Na sexta-feira, depois que Marinho, em conversa com investidores do mercado, disse que o programa seria feito de qualquer jeito, Guedes reagiu e cobrou da ala política “coragem” para fazer o ajuste.
Para os fiscalistas do governo, a mudança do teto vai trazer instabilidade e colocar o País em uma trajetória explosiva de dívida pública, com recessão e fuga de investidores.
Expectativa
A expectativa agora é de mais ajustes de alta nas taxas de juros cobradas pelos investidores com as incertezas em torno do Renda Cidadã, ao longo da próxima semana. Marinho e lideranças do governo no Congresso têm estreitado as conversas com o mercado financeiro, mas sem conseguir acalmar o nervosismo em torno do risco fiscal.
Na avaliação do ex-secretário adjunto de Política Econômica e atual diretor de Estratégias Públicas do Grupo MAG, Arnaldo Lima, o ideal é que Guedes e Marinho possam convergir na agenda de reformas, o que traria mais calma para o mercado financeiro.
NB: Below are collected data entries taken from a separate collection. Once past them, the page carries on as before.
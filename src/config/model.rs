// src/config/model.rs

use serde::Deserialize;

use crate::exec::wrappers::detect_host_program;

/// Configuration as read from a TOML file, before validation.
///
/// ```toml
/// [defaults]
/// echo_command_line = true
/// echo_output = false
/// success_exit_codes = [0, 3]
///
/// [host]
/// programs = ["dotnet", "mono"]
/// program = "/usr/bin/dotnet"
/// ```
///
/// Every section and field is optional.
#[derive(Debug, Clone, Default, Deserialize)]
#[serde(deny_unknown_fields)]
pub struct RawConfigFile {
    #[serde(default)]
    pub defaults: DefaultsSection,

    #[serde(default)]
    pub host: HostSection,
}

/// Validated configuration.
///
/// Only constructible through `TryFrom<RawConfigFile>` (see `validate.rs`)
/// or [`ConfigFile::default`].
#[derive(Debug, Clone, Default)]
pub struct ConfigFile {
    pub defaults: DefaultsSection,
    pub host: HostSection,
}

impl ConfigFile {
    pub(crate) fn new_unchecked(defaults: DefaultsSection, host: HostSection) -> Self {
        Self { defaults, host }
    }
}

/// `[defaults]` section: applied when the CLI does not override them.
#[derive(Debug, Clone, Deserialize)]
#[serde(deny_unknown_fields)]
pub struct DefaultsSection {
    #[serde(default)]
    pub echo_command_line: bool,

    #[serde(default)]
    pub echo_output: bool,

    /// Exit codes streaming mode accepts. Must not be empty.
    #[serde(default = "default_success_exit_codes")]
    pub success_exit_codes: Vec<i32>,
}

fn default_success_exit_codes() -> Vec<i32> {
    crate::exec::DEFAULT_SUCCESS_EXIT_CODES.to_vec()
}

impl Default for DefaultsSection {
    fn default() -> Self {
        Self {
            echo_command_line: false,
            echo_output: false,
            success_exit_codes: default_success_exit_codes(),
        }
    }
}

/// `[host]` section: how to find the runtime host program.
#[derive(Debug, Clone, Deserialize)]
#[serde(deny_unknown_fields)]
pub struct HostSection {
    /// Executable names (file stems) recognised as a runtime host.
    #[serde(default = "default_host_programs")]
    pub programs: Vec<String>,

    /// Use this host program instead of detecting one.
    #[serde(default)]
    pub program: Option<String>,
}

fn default_host_programs() -> Vec<String> {
    vec!["dotnet".to_string(), "mono".to_string()]
}

impl Default for HostSection {
    fn default() -> Self {
        Self {
            programs: default_host_programs(),
            program: None,
        }
    }
}

impl HostSection {
    /// The configured host program, or the detected one.
    pub fn resolve(&self) -> Option<String> {
        self.program.clone().or_else(|| {
            detect_host_program(self.programs.as_slice()).map(|p| p.to_string_lossy().into_owned())
        })
    }
}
Ele lembra que Marinho foi um dos principais responsáveis pela aprovação da modernização trabalhista e previdenciária. “Chegou a hora da política econômica voltar a se sobrepor à economia política e tanto Guedes quanto Marinho são cruciais para esse reposicionamento estratégico”, diz.
Comparação
A briga entre Guedes e Marinho já é comparada ao episódio do envio do primeiro orçamento com déficit pelo governo Dilma Rousseff.
Em 2015, a disputa dos dois principais ministros de Dilma, Joaquim Levy, na Fazenda, e Nelson Barbosa, no Planejamento, em torno do envio ao Congresso do projeto de Orçamento de 2016 com a previsão de déficit de R$ 30,5 bilhões (foi a primeira vez que isso aconteceu) dividiu o governo entre as alas fiscalista e desenvolvimentista. O Brasil perdeu o grau de investimento, o selo de bom pagador, pela agência Standard & Poor’s dias depois.
A divergência de rumo da política econômica acabou levando mais tarde à troca de comando da equipe econômica. Levy aceitou enviar o orçamento com déficit, mas deixou o ministério da Fazenda poucos meses depois, em dezembro do mesmo ano, após uma sequência de derrotas para Barbosa e os ministros palacianos na tentativa de garantir um ajuste fiscal mais rápido a partir de 2016.
Barbosa defendia um ajuste gradual para não comprometer o crescimento e os investimentos.